Un chercheur du Cemes, unité du CNRS, en juin 2013 à Toulouse. (Photo Remy Gabalda. AFP)
Publié le 16/10/2014 à 19h26

Jacques Chirac a eu affaire à Sauvons la recherche, siglé SLR, en 2004 et a dû reculer. Nicolas Sarkozy s’est heurté à Sauvons l’Université, siglé SLU, en 2009, mais il n’a pas cédé malgré la plus puissante grève universitaire depuis 1968. François Hollande fait face à Sciences en marche, siglé SEM, et le résultat du match n’est pas écrit.

SEM ? Un mouvement improbable, né au soir d'une réunion d'information dans un amphi de Montpellier, et qui vient de réussir la première phase de son pari. Remettre le financement de l'enseignement supérieur et de la recherche sur la place publique, à l'Assemblée nationale, dans les médias. Et porter très haut la demande d'un plan d'urgence pour l'embauche de jeunes scientifiques. Puisque, comme l'a admis Geneviève Fioraso, la secrétaire d'Etat à l'Enseignement supérieur et à la Recherche, mercredi au Palais-Bourbon, «le problème qui se pose aujourd'hui est celui du recrutement des jeunes».

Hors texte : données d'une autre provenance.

//! Error types for Fortnite-API operations.
//!
//! [`Error`] is the single root of the taxonomy: every failure the clients can
//! surface is one of its variants, so `match` on it (or the `is_*` helpers) is
//! how callers branch on failure kind instead of parsing status codes.

use serde::Serialize;
use std::fmt;
use thiserror::Error;

/// Details of a non-success HTTP response.
#[derive(Debug, Clone, Serialize, PartialEq)]
pub struct HttpErrorDetail {
    /// HTTP status code returned by the service.
    pub status: u16,
    /// Error message extracted from the response body, if any.
    #[serde(skip_serializing_if = "Option::is_none")]
    pub message: Option<String>,
    /// Raw JSON body of the response, if it was JSON.
    #[serde(skip_serializing_if = "Option::is_none")]
    pub data: Option<serde_json::Value>,
}

impl HttpErrorDetail {
    /// Create a detail from a status code and optional message.
    #[must_use]
    pub fn new(status: u16, message: Option<String>) -> Self {
        Self {
            status,
            message,
            data: None,
        }
    }

    /// Attach the raw response body.
    #[must_use]
    pub fn with_data(mut self, data: Option<serde_json::Value>) -> Self {
        self.data = data;
        self
    }
}

impl fmt::Display for HttpErrorDetail {
    fn fmt(&self, f: &mut fmt::Formatter<'_>) -> fmt::Result {
        match &self.message {
            Some(message) => write!(f, "{} ({})", message, self.status),
            None => write!(f, "status {}", self.status),
        }
    }
}

/// Main error type for Fortnite-API operations.
#[derive(Error, Debug, Clone, PartialEq)]
pub enum Error {
    /// The requested resource does not exist (404).
    #[error("Not found: {0}")]
    NotFound(HttpErrorDetail),

    /// The caller may not access the resource (403).
    #[error("Forbidden: {0}")]
    Forbidden(HttpErrorDetail),

    /// The API key is missing or invalid for a key-gated endpoint (401).
    #[error("Unauthorized: {0}")]
    Unauthorized(HttpErrorDetail),

    /// The caller exceeded the service's request quota (429).
    #[error("Rate limited: {0}")]
    RateLimited(HttpErrorDetail),

    /// The service is down or answered with an unexpected 5xx.
    #[error("Service unavailable: {0}")]
    ServiceUnavailable(HttpErrorDetail),

    /// Any other non-success status.
    #[error("HTTP error: {0}")]
    HttpError(HttpErrorDetail),

    /// A key-gated endpoint was called without an API key configured.
    #[error("Missing API key: {0}")]
    MissingApiKey(String),

    /// A beta endpoint was called on a client without beta access enabled.
    #[error("Beta access not enabled: {0}")]
    BetaAccessNotEnabled(String),

    /// An unexpected failure occurred while processing a beta endpoint.
    #[error("Unknown error while accessing a beta endpoint: {original}")]
    BetaUnknown {
        /// The originating error.
        #[source]
        original: Box<Error>,
    },

    /// The payload could not be turned into the expected object.
    #[error("Malformed response: {0}")]
    MalformedResponse(String),

    /// The request timed out.
    #[error("Request timed out: {0}")]
    Timeout(String),

    /// Connection-level failure before a response was received.
    #[error("Transport error: {0}")]
    Transport(String),

    /// Configuration error
    #[error("Configuration error: {0}")]
    ConfigError(String),

    /// Invalid endpoint
    #[error("Invalid endpoint: {0}")]
    InvalidEndpoint(String),

    /// Validation error
    #[error("Validation error: {0}")]
    ValidationError(String),
}

/// Specialized result type for Fortnite-API operations.
pub type Result<T> = std::result::Result<T, Error>;

impl Error {
    /// Returns the error code for this error type.
    #[must_use]
    pub fn error_code(&self) -> &'static str {
        match self {
            Self::NotFound(_) => "NOT_FOUND",
            Self::Forbidden(_) => "FORBIDDEN",
            Self::Unauthorized(_) => "UNAUTHORIZED",
            Self::RateLimited(_) => "RATE_LIMITED",
            Self::ServiceUnavailable(_) => "SERVICE_UNAVAILABLE",
            Self::HttpError(_) => "HTTP_ERROR",
            Self::MissingApiKey(_) => "MISSING_API_KEY",
            Self::BetaAccessNotEnabled(_) => "BETA_ACCESS_NOT_ENABLED",
            Self::BetaUnknown { .. } => "BETA_UNKNOWN",
            Self::MalformedResponse(_) => "MALFORMED_RESPONSE",
            Self::Timeout(_) => "TIMEOUT",
            Self::Transport(_) => "TRANSPORT_ERROR",
            Self::ConfigError(_) => "CONFIG_ERROR",
            Self::InvalidEndpoint(_) => "INVALID_ENDPOINT",
            Self::ValidationError(_) => "VALIDATION_ERROR",
        }
    }

    /// HTTP status code behind this error, when it came from a response.
    #[must_use]
    pub fn status(&self) -> Option<u16> {
        match self {
            Self::NotFound(detail)
            | Self::Forbidden(detail)
            | Self::Unauthorized(detail)
            | Self::RateLimited(detail)
            | Self::ServiceUnavailable(detail)
            | Self::HttpError(detail) => Some(detail.status),
            Self::BetaUnknown { original } => original.status(),
            _ => None,
        }
    }

    /// True for the Unauthorized class: a 401 from the service, or a key-gated
    /// call rejected locally because no API key was configured.
    #[must_use]
    pub const fn is_unauthorized(&self) -> bool {
        matches!(self, Self::Unauthorized(_) | Self::MissingApiKey(_))
    }

    /// True if the resource does not exist.
    #[must_use]
    pub const fn is_not_found(&self) -> bool {
        matches!(self, Self::NotFound(_))
    }

    /// True if the caller was rate limited.
    #[must_use]
    pub const fn is_rate_limited(&self) -> bool {
        matches!(self, Self::RateLimited(_))
    }

    /// Wrap this error as the cause of a beta endpoint failure.
    ///
    /// Errors that already describe a remote or local condition precisely
    /// (status-mapped errors, missing beta access) pass through unchanged.
    #[must_use]
    pub fn into_beta(self) -> Self {
        match self {
            Self::MalformedResponse(_) | Self::Timeout(_) | Self::Transport(_) => Self::BetaUnknown {
                original: Box::new(self),
            },
            other => other,
        }
    }
}

// Conversions from external error types
impl From<reqwest::Error> for Error {
    fn from(err: reqwest::Error) -> Self {
        if err.is_timeout() {
            Self::Timeout(err.to_string())
        } else if err.is_decode() {
            Self::MalformedResponse(err.to_string())
        } else {
            Self::Transport(err.to_string())
        }
    }
}

impl From<url::ParseError> for Error {
    fn from(err: url::ParseError) -> Self {
        Self::InvalidEndpoint(err.to_string())
    }
}

impl From<serde_json::Error> for Error {
    fn from(err: serde_json::Error) -> Self {
        Self::MalformedResponse(err.to_string())
    }
}

impl From<validator::ValidationErrors> for Error {
    fn from(err: validator::ValidationErrors) -> Self {
        Self::ValidationError(err.to_string())
    }
}
//! Timestamp normalization.
//!
//! The service mostly sends RFC 3339 timestamps, but a few fields carry the
//! offset-less placeholder `0001-01-01T00:00:00`. Both forms are read as UTC,
//! so every timestamp in a model is a `DateTime<Utc>`.
//!
//! The submodules are meant for `#[serde(with = "...")]`.

use crate::error::{Error, Result};
use chrono::{DateTime, NaiveDateTime, SecondsFormat, Utc};

/// Parse a service timestamp into a UTC instant.
///
/// # Errors
///
/// Returns [`Error::MalformedResponse`] if `raw` is neither RFC 3339 nor a
/// naive ISO 8601 date-time.
pub fn parse_time(raw: &str) -> Result<DateTime<Utc>> {
    if let Ok(parsed) = DateTime::parse_from_rfc3339(raw) {
        return Ok(parsed.with_timezone(&Utc));
    }

    NaiveDateTime::parse_from_str(raw, "%Y-%m-%dT%H:%M:%S%.f")
        .map(|naive| naive.and_utc())
        .map_err(|e| Error::MalformedResponse(format!("invalid timestamp {raw:?}: {e}")))
}

/// Render a UTC instant the way the service sends it.
#[must_use]
pub fn format_time(time: &DateTime<Utc>) -> String {
    time.to_rfc3339_opts(SecondsFormat::AutoSi, true)
}

/// Required timestamp.
pub mod utc {
    use chrono::{DateTime, Utc};
    use serde::{de, Deserialize, Deserializer, Serializer};

    /// Serialize as RFC 3339.
    pub fn serialize<S: Serializer>(time: &DateTime<Utc>, serializer: S) -> Result<S::Ok, S::Error> {
        serializer.serialize_str(&super::format_time(time))
    }

    /// Deserialize from any accepted timestamp form.
    pub fn deserialize<'de, D: Deserializer<'de>>(deserializer: D) -> Result<DateTime<Utc>, D::Error> {
        let raw = String::deserialize(deserializer)?;
        super::parse_time(&raw).map_err(de::Error::custom)
    }
}

/// Optional timestamp; null and absent both become `None`.
pub mod utc_opt {
    use chrono::{DateTime, Utc};
    use serde::{de, Deserialize, Deserializer, Serializer};

    /// Serialize as RFC 3339 or null.
    pub fn serialize<S: Serializer>(
        time: &Option<DateTime<Utc>>,
        serializer: S,
    ) -> Result<S::Ok, S::Error> {
        match time {
            Some(time) => serializer.serialize_str(&super::format_time(time)),
            None => serializer.serialize_none(),
        }
    }

    /// Deserialize from an optional timestamp.
    pub fn deserialize<'de, D: Deserializer<'de>>(
        deserializer: D,
    ) -> Result<Option<DateTime<Utc>>, D::Error> {
        let raw: Option<String> = Option::deserialize(deserializer)?;
        raw.map(|raw| super::parse_time(&raw).map_err(de::Error::custom))
            .transpose()
    }
}

/// List of timestamps; null becomes an empty list.
pub mod utc_vec {
    use chrono::{DateTime, Utc};
    use serde::ser::SerializeSeq;
    use serde::{de, Deserialize, Deserializer, Serializer};

    /// Serialize as a list of RFC 3339 strings.
    pub fn serialize<S: Serializer>(times: &[DateTime<Utc>], serializer: S) -> Result<S::Ok, S::Error> {
        let mut seq = serializer.serialize_seq(Some(times.len()))?;
        for time in times {
            seq.serialize_element(&super::format_time(time))?;
        }
        seq.end()
    }

    /// Deserialize from a list of timestamps.
    pub fn deserialize<'de, D: Deserializer<'de>>(
        deserializer: D,
    ) -> Result<Vec<DateTime<Utc>>, D::Error> {
        let raw: Option<Vec<String>> = Option::deserialize(deserializer)?;
        raw.unwrap_or_default()
            .iter()
            .map(|raw| super::parse_time(raw).map_err(de::Error::custom))
            .collect()
    }
}

#[cfg(test)]
mod tests {
    use super::*;
    use chrono::{Datelike, TimeZone};
    use serde::{Deserialize, Serialize};

    #[test]
    fn parses_zulu_timestamp_as_utc() {
        let time = parse_time("2021-09-01T00:00:00Z").unwrap();
        assert_eq!(time, Utc.with_ymd_and_hms(2021, 9, 1, 0, 0, 0).unwrap());
    }

    #[test]
    fn normalizes_offsets_to_utc() {
        let time = parse_time("2021-09-01T02:00:00+02:00").unwrap();
        assert_eq!(time, Utc.with_ymd_and_hms(2021, 9, 1, 0, 0, 0).unwrap());
    }

    #[test]
    fn naive_placeholder_is_read_as_utc() {
        let time = parse_time("0001-01-01T00:00:00").unwrap();
        assert_eq!(time.year(), 1);
        assert_eq!(format_time(&time), "0001-01-01T00:00:00Z");
    }

    #[test]
    fn rejects_garbage() {
        assert!(matches!(
            parse_time("yesterday"),
            Err(Error::MalformedResponse(_))
        ));
    }

    #[derive(Debug, Serialize, Deserialize, PartialEq)]
    struct Stamped {
        #[serde(with = "utc")]
        added: DateTime<Utc>,
        #[serde(default, with = "utc_opt")]
        expires: Option<DateTime<Utc>>,
        #[serde(default, with = "utc_vec")]
        history: Vec<DateTime<Utc>>,
    }

    #[test]
    fn serde_helpers_tolerate_missing_and_null() {
        let stamped: Stamped = serde_json::from_value(serde_json::json!({
            "added": "2019-10-15T00:00:00.123Z",
            "expires": null,
            "history": null
        }))
        .unwrap();

        assert_eq!(stamped.expires, None);
        assert!(stamped.history.is_empty());

        let again: Stamped =
            serde_json::from_value(serde_json::to_value(&stamped).unwrap()).unwrap();
        assert_eq!(again, stamped);
    }
}
//! Blocking Fortnite-API client.
//!
//! Same operations, models and errors as [`crate::FortniteClient`], without
//! an async runtime. Retries sleep the calling thread.
//!
//! Do not use this client from inside an async runtime; `reqwest` panics
//! when a blocking client is driven from a runtime thread.

use crate::client::{log_retry, rate_limit_reset, transport_build_error, Settings, USER_AGENT};
use crate::endpoints;
use crate::models::{
    Aes, Asset, Banner, BannerColor, BrPlayerStats, CosmeticBr, CosmeticCar, CosmeticInstrument,
    CosmeticLegoKit, CosmeticSearchParams, CosmeticTrack, CosmeticsAll, CreatorCode,
    GameModeNews, Map, MaterialInstance, NewCosmetics, NewDisplayAsset, News, Playlist, Shop,
    VariantBean, VariantLego,
};
use crate::Result;
use chrono::Utc;
use fortnite_api_core::enums::{AccountType, GameLanguage, KeyFormat, StatsImageType, TimeWindow};
use fortnite_api_core::http::{Disposition, Endpoint, RawResponse};
use fortnite_api_core::{Error, FortniteApiConfig, LazyList, ResponseFlags};
use reqwest::blocking::{Client, ClientBuilder, Response};
use reqwest::header::{ACCEPT, AUTHORIZATION};
use secrecy::ExposeSecret;
use std::fmt;
use std::thread;
use tracing::{debug, info};
use url::Url;

/// Builder for the blocking [`FortniteClient`].
pub type FortniteClientBuilder = crate::client::FortniteClientBuilder<Client>;

impl crate::client::FortniteClientBuilder<Client> {
    /// Build the blocking client.
    ///
    /// # Errors
    ///
    /// [`Error::ConfigError`] if the configuration does not validate or the
    /// HTTP client cannot be created.
    pub fn build(self) -> Result<FortniteClient> {
        let (settings, http_config, http) = self.into_parts()?;

        let owns_transport = http.is_none();
        let http = match http {
            Some(http) => http,
            None => {
                let mut builder = ClientBuilder::new()
                    .timeout(http_config.timeout)
                    .user_agent(USER_AGENT)
                    .pool_idle_timeout(http_config.pool_idle_timeout)
                    .pool_max_idle_per_host(http_config.pool_max_idle_per_host)
                    .connect_timeout(http_config.connect_timeout);

                if !http_config.enable_compression {
                    builder = builder.no_gzip();
                }

                builder.build().map_err(transport_build_error)?
            }
        };

        Ok(FortniteClient {
            http,
            owns_transport,
            settings,
        })
    }
}

/// Blocking Fortnite-API client.
#[derive(Clone)]
pub struct FortniteClient {
    http: Client,
    owns_transport: bool,
    settings: Settings,
}

impl fmt::Debug for FortniteClient {
    fn fmt(&self, f: &mut fmt::Formatter<'_>) -> fmt::Result {
        self.settings.fmt_as("blocking::FortniteClient", f)
    }
}

impl FortniteClient {
    /// Client for the public service with default settings.
    ///
    /// # Errors
    ///
    /// Same as building through [`builder`](Self::builder).
    pub fn new() -> Result<Self> {
        Self::builder().build()
    }

    /// Start building a client.
    #[must_use]
    pub fn builder() -> FortniteClientBuilder {
        FortniteClientBuilder::new()
    }

    /// Client built from `config`.
    ///
    /// # Errors
    ///
    /// Same as building through [`builder`](Self::builder).
    pub fn from_config(config: FortniteApiConfig) -> Result<Self> {
        FortniteClientBuilder::from_config(config).build()
    }

    /// Access the underlying base URL.
    #[must_use]
    pub fn base_url(&self) -> &Url {
        &self.settings.base_url
    }

    /// Language used when a call passes `None`.
    #[must_use]
    pub const fn default_language(&self) -> GameLanguage {
        self.settings.default_language
    }

    /// Flags applied to every response.
    #[must_use]
    pub const fn response_flags(&self) -> ResponseFlags {
        self.settings.response_flags
    }

    /// Whether beta endpoints may be called.
    #[must_use]
    pub const fn beta(&self) -> bool {
        self.settings.beta
    }

    /// Release the connection pool.
    pub fn close(self) {
        debug!(owned = self.owns_transport, "Closing blocking Fortnite-API client");
    }

    /// Every cosmetic of every category.
    pub fn fetch_cosmetics_all(&self, language: Option<GameLanguage>) -> Result<CosmeticsAll> {
        self.request(endpoints::cosmetics_all(self.language(language), self.settings.response_flags))
    }

    /// Every Battle Royale cosmetic.
    pub fn fetch_cosmetics_br(&self, language: Option<GameLanguage>) -> Result<LazyList<CosmeticBr>> {
        self.request(endpoints::cosmetics_br(self.language(language), self.settings.response_flags))
    }

    /// Every jam track.
    pub fn fetch_cosmetics_tracks(
        &self,
        language: Option<GameLanguage>,
    ) -> Result<LazyList<CosmeticTrack>> {
        self.request(endpoints::cosmetics_tracks(self.language(language), self.settings.response_flags))
    }

    /// Every instrument.
    pub fn fetch_cosmetics_instruments(
        &self,
        language: Option<GameLanguage>,
    ) -> Result<LazyList<CosmeticInstrument>> {
        self.request(endpoints::cosmetics_instruments(
            self.language(language),
            self.settings.response_flags,
        ))
    }

    /// Every car cosmetic.
    pub fn fetch_cosmetics_cars(
        &self,
        language: Option<GameLanguage>,
    ) -> Result<LazyList<CosmeticCar>> {
        self.request(endpoints::cosmetics_cars(self.language(language), self.settings.response_flags))
    }

    /// Every LEGO variant.
    pub fn fetch_variants_lego(
        &self,
        language: Option<GameLanguage>,
    ) -> Result<LazyList<VariantLego>> {
        self.request(endpoints::variants_lego(self.language(language), self.settings.response_flags))
    }

    /// Every LEGO kit.
    pub fn fetch_cosmetics_lego_kits(
        &self,
        language: Option<GameLanguage>,
    ) -> Result<LazyList<CosmeticLegoKit>> {
        self.request(endpoints::cosmetics_lego_kits(
            self.language(language),
            self.settings.response_flags,
        ))
    }

    /// Every bean variant.
    pub fn fetch_variants_beans(
        &self,
        language: Option<GameLanguage>,
    ) -> Result<LazyList<VariantBean>> {
        self.request(endpoints::variants_beans(self.language(language), self.settings.response_flags))
    }

    /// One Battle Royale cosmetic by id.
    pub fn fetch_cosmetic_br(&self, id: &str, language: Option<GameLanguage>) -> Result<CosmeticBr> {
        self.request(endpoints::cosmetic_br(id, self.language(language), self.settings.response_flags))
    }

    /// First Battle Royale cosmetic matching `params`.
    pub fn search_br_cosmetics(&self, params: &CosmeticSearchParams) -> Result<CosmeticBr> {
        self.request(endpoints::search_br_cosmetics(
            params,
            self.settings.default_language,
            self.settings.response_flags,
        ))
    }

    /// Every Battle Royale cosmetic matching `params`.
    pub fn search_br_cosmetics_all(
        &self,
        params: &CosmeticSearchParams,
    ) -> Result<LazyList<CosmeticBr>> {
        self.request(endpoints::search_br_cosmetics_all(
            params,
            self.settings.default_language,
            self.settings.response_flags,
        ))
    }

    /// Cosmetics added in the latest update.
    pub fn fetch_cosmetics_new(&self, language: Option<GameLanguage>) -> Result<NewCosmetics> {
        self.request(endpoints::cosmetics_new(self.language(language), self.settings.response_flags))
    }

    /// The current item shop.
    pub fn fetch_shop(&self, language: Option<GameLanguage>) -> Result<Shop> {
        self.request(endpoints::shop(self.language(language), self.settings.response_flags))
    }

    /// AES keys of the current build.
    pub fn fetch_aes(&self, key_format: KeyFormat) -> Result<Aes> {
        self.request(endpoints::aes(key_format))
    }

    /// News of every game mode.
    pub fn fetch_news(&self, language: Option<GameLanguage>) -> Result<News> {
        self.request(endpoints::news(self.language(language)))
    }

    /// Battle Royale news.
    pub fn fetch_news_br(&self, language: Option<GameLanguage>) -> Result<GameModeNews> {
        self.request(endpoints::news_br(self.language(language)))
    }

    /// Save the World news.
    pub fn fetch_news_stw(&self, language: Option<GameLanguage>) -> Result<GameModeNews> {
        self.request(endpoints::news_stw(self.language(language)))
    }

    /// A creator code; [`Error::NotFound`] if it does not exist.
    pub fn fetch_creator_code(&self, name: &str) -> Result<CreatorCode> {
        self.request(endpoints::creator_code(name))
    }

    /// Battle Royale statistics of the player named `name`. Requires an API key.
    pub fn fetch_br_stats(
        &self,
        name: &str,
        account_type: Option<AccountType>,
        time_window: Option<TimeWindow>,
        image: Option<StatsImageType>,
    ) -> Result<BrPlayerStats> {
        self.request(endpoints::br_stats(name, account_type, time_window, image))
    }

    /// Battle Royale statistics of an account id. Requires an API key.
    pub fn fetch_br_stats_by_id(
        &self,
        account_id: &str,
        time_window: Option<TimeWindow>,
        image: Option<StatsImageType>,
    ) -> Result<BrPlayerStats> {
        self.request(endpoints::br_stats_by_id(account_id, time_window, image))
    }

    /// Every banner.
    pub fn fetch_banners(&self, language: Option<GameLanguage>) -> Result<LazyList<Banner>> {
        self.request(endpoints::banners(self.language(language)))
    }

    /// Every banner color.
    pub fn fetch_banner_colors(&self) -> Result<LazyList<BannerColor>> {
        self.request(endpoints::banner_colors())
    }

    /// Every playlist.
    pub fn fetch_playlists(&self, language: Option<GameLanguage>) -> Result<LazyList<Playlist>> {
        self.request(endpoints::playlists(self.language(language)))
    }

    /// One playlist by id.
    pub fn fetch_playlist(&self, id: &str, language: Option<GameLanguage>) -> Result<Playlist> {
        self.request(endpoints::playlist(id, self.language(language)))
    }

    /// The current map.
    pub fn fetch_map(&self, language: Option<GameLanguage>) -> Result<Map> {
        self.request(endpoints::map(self.language(language)))
    }

    /// Display assets of the shop. Requires beta access.
    pub fn beta_fetch_new_display_assets(&self) -> Result<LazyList<NewDisplayAsset>> {
        self.request(endpoints::beta_new_display_assets())
    }

    /// Material instances of the shop. Requires beta access.
    pub fn beta_fetch_material_instances(&self) -> Result<LazyList<MaterialInstance>> {
        self.request(endpoints::beta_material_instances())
    }

    /// Download the bytes of `asset`.
    pub fn read_asset(&self, asset: &Asset) -> Result<Vec<u8>> {
        let url = Url::parse(&asset.url())?;
        self.execute(url, &[])
    }

    fn language(&self, language: Option<GameLanguage>) -> GameLanguage {
        self.settings.language(language)
    }

    fn request<T>(&self, endpoint: Endpoint<T>) -> Result<T> {
        let url = self.settings.url_for(&endpoint)?;
        let body = self
            .execute(url, endpoint.query().pairs())
            .map_err(|err| endpoint.map_error(err))?;
        endpoint.construct(&body, self.settings.response_flags)
    }

    fn execute(&self, url: Url, params: &[(&'static str, String)]) -> Result<Vec<u8>> {
        let path = url.path().to_string();
        let mut attempt = 0;

        loop {
            attempt += 1;
            let mut request = self
                .http
                .get(url.clone())
                .query(params)
                .header(ACCEPT, "application/json");
            if let Some(key) = &self.settings.api_key {
                request = request.header(AUTHORIZATION, key.expose_secret());
            }

            info!(path = %path, attempt, "Fortnite-API request");

            let response = read_response(request.send()?)?;
            match self.settings.classifier.classify(attempt, response, Utc::now()) {
                Disposition::Done(body) => return Ok(body),
                Disposition::Retry { delay, reason } => {
                    log_retry(&path, attempt, delay, reason);
                    thread::sleep(delay);
                }
                Disposition::Fail(err) => return Err(err),
            }
        }
    }
}

fn read_response(response: Response) -> Result<RawResponse> {
    let status = response.status().as_u16();
    let reset = rate_limit_reset(response.headers());
    let body = response.bytes()?;

    let raw = RawResponse::new(status, body.to_vec());
    Ok(match reset {
        Some(reset) => raw.with_rate_limit_reset(reset),
        None => raw,
    })
}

Kayak. Ce vendredi, après trois semaines d'initiatives «ludiques et festives», selon son initiateur Patrick Lemaire, biologiste, directeur de recherche au CNRS, Sciences en marche occupera le pavé de Paris, de la Porte d'Orléans aux environs de l'Assemblée, où un rendez-vous avec des députés est prévu.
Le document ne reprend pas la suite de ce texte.